Crypto markets experienced significant panic selling throughout the day, following a sharp decline in technology stocks, led by Nvidia.
Analyst Insights
Geoffrey Kendrick, Global Head of Digital Asset Research at Standard Chartered Bank, offered an optimistic perspective, advising investors to “buy the dip.” According to Kendrick, recent market corrections were partly driven by an overreaction to last week’s executive orders from the Trump administration regarding digital assets and strategic reserve expectations. He had predicted a 10-20% correction, which now appears to have materialized, alleviating much of the selling pressure.
“Buy the dip.” – Geoffrey Kendrick
Volatility and Long-Term Expectations
Kendrick warned that the week might bring further volatility, with major tech companies set to report earnings and the Federal Reserve’s January meeting results on the horizon.
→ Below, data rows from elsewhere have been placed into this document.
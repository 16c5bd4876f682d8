//! # Common Components
//!
//! Shared utilities used by both front ends.
//!
//! ## Modules
//!
//! - [`config`]: TOML configuration loading and the application settings

pub mod config;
While actions taken by the Trump administration regarding crypto assets may not bring immediate positive price movements, they are expected to boost institutional asset flows into the sector in the coming weeks and months. Analysts at Dey There echoed this sentiment, describing the sell-off as a reaction to a single, sudden event.
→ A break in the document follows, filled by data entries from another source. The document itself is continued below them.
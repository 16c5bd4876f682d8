//! # Codec Sessions
//!
//! A session owns the bit-channel cursor for one pass over one grid. The
//! cursor starts at the origin when the session is created and only moves
//! forward; a new pass needs a new session.
//!
//! ## Decode
//! ```text
//! Loaded ──detect──▶ NotCoded
//!        └─────────▶ HeaderParsed ──extract──▶ PayloadExtracted
//! ```
//!
//! ## Encode
//! ```text
//! Loaded ──write_header──▶ HeaderWritten ──write_payload──▶ PayloadWritten
//!        ──commit──▶ Committed
//! ```
//!
//! Any error moves the session to `Failed`, after which every call returns
//! [`CodecError::SessionFailed`]. An [`Encoder`] holds the only mutable
//! borrow of its grid, so two writers can never share a cursor.

use std::io::{Read, Write};

use log::{debug, warn};
use serde::Serialize;

use super::capacity::{can_hold_frame, depth_levels, grid_capacity};
use super::channel::{BitReader, BitWriter, MAX_DEPTH};
use super::config::CodecConfig;
use super::error::{CodecError, Result};
use super::frame::{encode_header, parse_header, Detection, FrameHeader};
use super::grid::PixelGrid;
use super::transfer::{embed_payload, extract_payload};

#[derive(Debug, Clone, Copy, PartialEq, Eq)]
pub enum SessionState {
    Loaded,
    NotCoded,
    HeaderParsed,
    PayloadExtracted,
    HeaderWritten,
    PayloadWritten,
    Committed,
    Failed,
}

fn expect_state(
    current: SessionState,
    expected: SessionState,
    operation: &'static str,
) -> Result<()> {
    if current == SessionState::Failed {
        return Err(CodecError::SessionFailed);
    }
    if current != expected {
        return Err(CodecError::InvalidState {
            operation,
            state: current,
        });
    }
    Ok(())
}

/// Reads a frame from a borrowed grid.
///
/// The reader walks all eight bit-depth levels. The traversal order does not
/// depend on the depth limit, so a frame written at any embed ratio is read
/// back the same way and the decoder needs no ratio of its own.
pub struct Decoder<'g, G: ?Sized> {
    reader: BitReader<'g, G>,
    config: CodecConfig,
    state: SessionState,
    header: Option<FrameHeader>,
}

impl<'g, G: PixelGrid + ?Sized> Decoder<'g, G> {
    pub fn new(grid: &'g G, config: &CodecConfig) -> Self {
        Self {
            reader: BitReader::new(grid, MAX_DEPTH),
            config: config.clone(),
            state: SessionState::Loaded,
            header: None,
        }
    }

    pub fn state(&self) -> SessionState {
        self.state
    }

    pub fn header(&self) -> Option<&FrameHeader> {
        self.header.as_ref()
    }

    fn settle<T>(&mut self, result: Result<T>) -> Result<T> {
        if let Err(e) = &result {
            warn!("decode session failed: {e}");
            self.state = SessionState::Failed;
        }
        result
    }

    /// Look for a frame at the channel origin.
    pub fn detect(&mut self) -> Result<Detection> {
        expect_state(self.state, SessionState::Loaded, "detect")?;

        let floor = self.config.frame.detection_floor();
        if self.reader.remaining_bytes() < floor {
            debug!(
                "channel holds {} bytes, below the {} byte detection floor",
                self.reader.remaining_bytes(),
                floor
            );
            self.state = SessionState::NotCoded;
            return Ok(Detection::NotCoded);
        }

        let parsed = parse_header(&mut self.reader, &self.config.frame);
        let detection = self.settle(parsed)?;
        match &detection {
            Detection::NotCoded => self.state = SessionState::NotCoded,
            Detection::Coded(header) => {
                self.header = Some(header.clone());
                self.state = SessionState::HeaderParsed;
            }
        }
        Ok(detection)
    }

    /// Stream the declared payload into `sink`.
    ///
    /// Returns the number of bytes written, which is always the declared
    /// payload length (zero for header-only frames).
    pub fn extract<W: Write>(&mut self, sink: &mut W) -> Result<u64> {
        if self.state == SessionState::NotCoded {
            return Err(CodecError::NotCoded);
        }
        expect_state(self.state, SessionState::HeaderParsed, "extract")?;

        let length = self
            .header
            .as_ref()
            .map(FrameHeader::payload_length)
            .unwrap_or_default();
        let chunk_size = self.config.chunk_size;
        let result = extract_payload(&mut self.reader, sink, length, chunk_size);
        let written = self.settle(result)?;
        self.state = SessionState::PayloadExtracted;
        Ok(written)
    }
}

/// What a committed encode put into the grid.
#[derive(Debug, Clone, PartialEq, Eq, Serialize)]
pub struct FrameSummary {
    pub header_bytes: u64,
    pub payload_bytes: u64,
    pub capacity: u64,
    pub depth_levels: u8,
}

/// Writes a frame into a mutably borrowed grid.
pub struct Encoder<'g, G: ?Sized> {
    writer: BitWriter<'g, G>,
    config: CodecConfig,
    state: SessionState,
    capacity: u64,
    header_bytes: u64,
    declared: u64,
    payload_bytes: u64,
}

impl<'g, G: PixelGrid + ?Sized> Encoder<'g, G> {
    pub fn new(grid: &'g mut G, config: &CodecConfig) -> Self {
        let capacity = grid_capacity(&*grid, config.embed_ratio);
        Self {
            writer: BitWriter::new(grid, depth_levels(config.embed_ratio)),
            config: config.clone(),
            state: SessionState::Loaded,
            capacity,
            header_bytes: 0,
            declared: 0,
            payload_bytes: 0,
        }
    }

    pub fn state(&self) -> SessionState {
        self.state
    }

    pub fn capacity(&self) -> u64 {
        self.capacity
    }

    fn settle<T>(&mut self, result: Result<T>) -> Result<T> {
        if let Err(e) = &result {
            warn!("encode session failed: {e}");
            self.state = SessionState::Failed;
        }
        result
    }

    fn plan_header(&self, header: &FrameHeader) -> Result<Vec<u8>> {
        let bytes = encode_header(header, &self.config.frame)?;

        let required = self.config.frame.min_header_len();
        if self.capacity < required {
            return Err(CodecError::TooSmallToCode {
                capacity: self.capacity,
                required,
            });
        }

        let header_len = bytes.len() as u64;
        if !can_hold_frame(self.capacity, header_len, header.payload_length()) {
            return Err(CodecError::CapacityExceeded {
                requested: header_len.saturating_add(header.payload_length()),
                written: 0,
            });
        }
        Ok(bytes)
    }

    /// Validate and write the header.
    ///
    /// Field widths and the whole-frame capacity are checked before the first
    /// sample is touched.
    pub fn write_header(&mut self, header: &FrameHeader) -> Result<()> {
        expect_state(self.state, SessionState::Loaded, "write header")?;

        let planned = self.plan_header(header);
        let bytes = self.settle(planned)?;
        let written = self.writer.write(&bytes);
        self.settle(written)?;

        debug!("wrote {} byte frame header", bytes.len());
        self.header_bytes = bytes.len() as u64;
        self.declared = header.payload_length();
        self.state = SessionState::HeaderWritten;
        Ok(())
    }

    /// Stream the declared payload length from `source`.
    pub fn write_payload<R: Read>(&mut self, source: &mut R) -> Result<u64> {
        expect_state(self.state, SessionState::HeaderWritten, "write payload")?;

        let chunk_size = self.config.chunk_size;
        let result = embed_payload(&mut self.writer, source, self.declared, chunk_size);
        self.payload_bytes = self.settle(result)?;
        self.state = SessionState::PayloadWritten;
        Ok(self.payload_bytes)
    }

    pub fn commit(&mut self) -> Result<FrameSummary> {
        expect_state(self.state, SessionState::PayloadWritten, "commit")?;
        self.state = SessionState::Committed;
        Ok(FrameSummary {
            header_bytes: self.header_bytes,
            payload_bytes: self.payload_bytes,
            capacity: self.capacity,
            depth_levels: self.writer.cursor().depth_limit(),
        })
    }
}

#[cfg(test)]
mod tests {
    use super::*;
    use image::RgbImage;
    use std::io::Cursor;

    #[test]
    fn encoder_walks_its_states() {
        let config = CodecConfig::default();
        let mut img = RgbImage::new(32, 32);
        let mut encoder = Encoder::new(&mut img, &config);
        assert_eq!(encoder.state(), SessionState::Loaded);

        encoder.write_header(&FrameHeader::file("f", 4)).unwrap();
        assert_eq!(encoder.state(), SessionState::HeaderWritten);

        encoder.write_payload(&mut Cursor::new(b"data")).unwrap();
        let summary = encoder.commit().unwrap();
        assert_eq!(encoder.state(), SessionState::Committed);
        assert_eq!(summary.payload_bytes, 4);
        assert_eq!(summary.capacity, 384);

        assert!(matches!(
            encoder.commit(),
            Err(CodecError::InvalidState {
                state: SessionState::Committed,
                ..
            })
        ));
    }

    #[test]
    fn payload_before_header_is_out_of_order() {
        let config = CodecConfig::default();
        let mut img = RgbImage::new(8, 8);
        let mut encoder = Encoder::new(&mut img, &config);
        let err = encoder.write_payload(&mut std::io::empty()).unwrap_err();
        assert!(matches!(err, CodecError::InvalidState { .. }));
        // Misuse does not poison the session.
        assert_eq!(encoder.state(), SessionState::Loaded);
    }

    #[test]
    fn failed_encoder_refuses_further_work() {
        let config = CodecConfig::default();
        let mut img = RgbImage::new(32, 32);
        let mut encoder = Encoder::new(&mut img, &config);
        encoder.write_header(&FrameHeader::file("f", 10)).unwrap();
        assert!(matches!(
            encoder.write_payload(&mut Cursor::new(b"short")),
            Err(CodecError::ShortRead { .. })
        ));
        assert_eq!(encoder.state(), SessionState::Failed);
        assert!(matches!(encoder.commit(), Err(CodecError::SessionFailed)));
    }

    #[test]
    fn tiny_image_is_too_small_to_code() {
        let config = CodecConfig::default();
        // 3x2 at single LSB: 2 bytes, below the 24 byte minimum header.
        let mut img = RgbImage::new(3, 2);
        let err = Encoder::new(&mut img, &config)
            .write_header(&FrameHeader::marker(&config.frame))
            .unwrap_err();
        assert!(matches!(
            err,
            CodecError::TooSmallToCode {
                capacity: 2,
                required: 24
            }
        ));
    }

    #[test]
    fn decoder_on_uncoded_image_reports_not_coded_on_extract() {
        let config = CodecConfig::default();
        let img = RgbImage::new(32, 32);
        let mut decoder = Decoder::new(&img, &config);
        assert_eq!(decoder.detect().unwrap(), Detection::NotCoded);
        assert_eq!(decoder.state(), SessionState::NotCoded);
        assert!(matches!(decoder.extract(&mut Vec::new()), Err(CodecError::NotCoded)));
    }

    #[test]
    fn decoder_below_detection_floor_reads_nothing() {
        let config = CodecConfig::default();
        // 2x2 over all eight levels: 12 bytes, below preamble + payload length width.
        let img = RgbImage::new(2, 2);
        let mut decoder = Decoder::new(&img, &config);
        assert_eq!(decoder.detect().unwrap(), Detection::NotCoded);
        assert_eq!(decoder.reader.cursor().consumed_bits(), 0);
    }

    #[test]
    fn header_only_frame_extracts_nothing() {
        let config = CodecConfig::default();
        let mut img = RgbImage::new(16, 16);
        {
            let mut encoder = Encoder::new(&mut img, &config);
            encoder
                .write_header(&FrameHeader::marker(&config.frame).with_password("pw"))
                .unwrap();
            assert_eq!(encoder.write_payload(&mut std::io::empty()).unwrap(), 0);
            encoder.commit().unwrap();
        }

        let mut decoder = Decoder::new(&img, &config);
        let detection = decoder.detect().unwrap();
        assert_eq!(detection.header().map(|h| h.password.as_str()), Some("pw"));
        let mut sink = Vec::new();
        assert_eq!(decoder.extract(&mut sink).unwrap(), 0);
        assert!(sink.is_empty());
        assert_eq!(decoder.state(), SessionState::PayloadExtracted);
    }

    #[test]
    fn frame_written_deep_is_read_without_knowing_the_ratio() {
        let wide = CodecConfig::default().with_ratio(0.5);
        let mut img = RgbImage::new(20, 20);
        let data = vec![0xa5u8; 300];
        {
            let mut encoder = Encoder::new(&mut img, &wide);
            encoder.write_header(&FrameHeader::file("deep", 300)).unwrap();
            encoder.write_payload(&mut data.as_slice()).unwrap();
            assert_eq!(encoder.commit().unwrap().depth_levels, 4);
        }

        let mut decoder = Decoder::new(&img, &CodecConfig::default());
        assert!(decoder.detect().unwrap().header().is_some());
        let mut sink = Vec::new();
        assert_eq!(decoder.extract(&mut sink).unwrap(), 300);
        assert_eq!(sink, data);
    }
}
“Deepseek FUD is a classic ‘shoot first, ask questions later’ approach.” – Dey There Analysts
Bitcoin has dropped over 4% in the past hours, trading at $99,800. Meanwhile, the tech-heavy Nasdaq 100 index declined by 3%, with Nvidia shares plunging by a staggering 17%.
Investor Takeaways
Despite short-term market uncertainty, analysts remain optimistic about the long-term outlook for digital assets. Institutional investment inflows and a supportive macroeconomic environment are expected to stabilize the market. Investors are advised to remain cautious during periods of sudden selling pressure but keep an eye on the broader narrative shaping the market.